## Data section
------------------------

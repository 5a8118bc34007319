use crate::config::ConfigError;
use crate::store::StoreError;
use crate::telemetry::TelemetryError;
use crate::workflows::recruitment::{router, CatalogError, WorkflowError};
use axum::http::StatusCode;
use axum::response::{IntoResponse, Response};
use axum::Json;
use serde_json::json;
use std::fmt;

#[derive(Debug)]
pub enum AppError {
    Config(ConfigError),
    Telemetry(TelemetryError),
    Io(std::io::Error),
    Server(axum::Error),
    Catalog(CatalogError),
    Store(StoreError),
    Workflow(WorkflowError),
    Seed { path: String, detail: String },
}

impl fmt::Display for AppError {
    fn fmt(&self, f: &mut fmt::Formatter<'_>) -> fmt::Result {
        match self {
            AppError::Config(err) => write!(f, "configuration error: {}", err),
            AppError::Telemetry(err) => write!(f, "telemetry error: {}", err),
            AppError::Io(err) => write!(f, "io error: {}", err),
            AppError::Server(err) => write!(f, "server error: {}", err),
            AppError::Catalog(err) => write!(f, "domain catalog error: {}", err),
            AppError::Store(err) => write!(f, "store error: {}", err),
            AppError::Workflow(err) => write!(f, "workflow error: {}", err),
            AppError::Seed { path, detail } => write!(f, "seed file {}: {}", path, detail),
        }
    }
}

impl std::error::Error for AppError {
    fn source(&self) -> Option<&(dyn std::error::Error + 'static)> {
        match self {
            AppError::Config(err) => Some(err),
            AppError::Telemetry(err) => Some(err),
            AppError::Io(err) => Some(err),
            AppError::Server(err) => Some(err),
            AppError::Catalog(err) => Some(err),
            AppError::Store(err) => Some(err),
            AppError::Workflow(err) => Some(err),
            AppError::Seed { .. } => None,
        }
    }
}

impl IntoResponse for AppError {
    fn into_response(self) -> Response {
        match self {
            AppError::Workflow(err) => router::error_response(err),
            AppError::Store(_) => {
                let body = Json(json!({ "kind": "store", "error": self.to_string() }));
                (StatusCode::SERVICE_UNAVAILABLE, body).into_response()
            }
            AppError::Config(_)
            | AppError::Telemetry(_)
            | AppError::Io(_)
            | AppError::Server(_)
            | AppError::Catalog(_)
            | AppError::Seed { .. } => {
                let body = Json(json!({ "error": self.to_string() }));
                (StatusCode::INTERNAL_SERVER_ERROR, body).into_response()
            }
        }
    }
}

impl From<ConfigError> for AppError {
    fn from(value: ConfigError) -> Self {
        Self::Config(value)
    }
}

impl From<TelemetryError> for AppError {
    fn from(value: TelemetryError) -> Self {
        Self::Telemetry(value)
    }
}

impl From<std::io::Error> for AppError {
    fn from(value: std::io::Error) -> Self {
        Self::Io(value)
    }
}

impl From<axum::Error> for AppError {
    fn from(value: axum::Error) -> Self {
        Self::Server(value)
    }
}

impl From<CatalogError> for AppError {
    fn from(value: CatalogError) -> Self {
        Self::Catalog(value)
    }
}

impl From<StoreError> for AppError {
    fn from(value: StoreError) -> Self {
        Self::Store(value)
    }
}

impl From<WorkflowError> for AppError {
    fn from(value: WorkflowError) -> Self {
        Self::Workflow(value)
    }
}

#[cfg(test)]
mod tests {
    use super::*;

    #[test]
    fn workflow_errors_keep_their_status() {
        let response = AppError::from(WorkflowError::RoundLocked).into_response();
        assert_eq!(response.status(), StatusCode::CONFLICT);

        let response = AppError::from(StoreError::Unavailable("down".into())).into_response();
        assert_eq!(response.status(), StatusCode::SERVICE_UNAVAILABLE);

        let response =
            AppError::from(CatalogError::Invalid("no domains".into())).into_response();
        assert_eq!(response.status(), StatusCode::INTERNAL_SERVER_ERROR);
    }
}
//! Round-gated recruitment workflow.
//!
//! Candidates pick domains and submit answers round by round; admins qualify them
//! before the next round opens. Domain records are authoritative. The candidate
//! document carries a per-round ledger and a mirror of decisions that the
//! dashboard reads and that [`Maintenance::reconcile`] can rebuild.

pub mod catalog;
pub mod dashboard;
pub mod domain;
pub mod errors;
pub mod identity;
pub mod maintenance;
pub mod profile;
pub mod qualification;
pub mod questions;
pub mod repository;
pub mod retry;
pub mod review;
pub mod router;
pub mod service;
pub mod submission;

#[cfg(test)]
mod tests;

pub use catalog::{CatalogError, CatalogFile, DomainCatalog, DomainEntry};
pub use dashboard::{CategoryBuckets, Dashboard, DashboardProjector};
pub use domain::{
    Admin, Answer, Candidate, CandidateRound, Category, DomainName, DomainRecord, Email,
    ModelError, QualificationStatus, Question, QuestionBank, QuestionKind, QuizStatus, Round,
    RoundEntry, RoundQuestions,
};
pub use errors::{ErrorKind, WorkflowError};
pub use identity::{
    bearer_credential, IdentityError, IdentityVerifier, JwtIdentityVerifier, StaticTokenVerifier,
};
pub use maintenance::{Maintenance, ReconcileReport};
pub use qualification::{QualificationEngine, QualificationOutcome, QualificationRequest};
pub use questions::NewQuestion;
pub use repository::{provision_memory_store, table_layout, RecruitmentStores};
pub use retry::RetryPolicy;
pub use review::{ReviewItem, ReviewPage, ReviewQuery, StatusFilter, UNMARKED};
pub use router::recruitment_router;
pub use service::{RecruitmentService, ServiceSettings};
pub use submission::{SubmissionReceipt, SubmissionRequest};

------------------------

## What is expected
Each line in the records that carries "submission" must be copied out.

## Written solution
pub mod submission;
pub use submission::{SubmissionReceipt, SubmissionRequest};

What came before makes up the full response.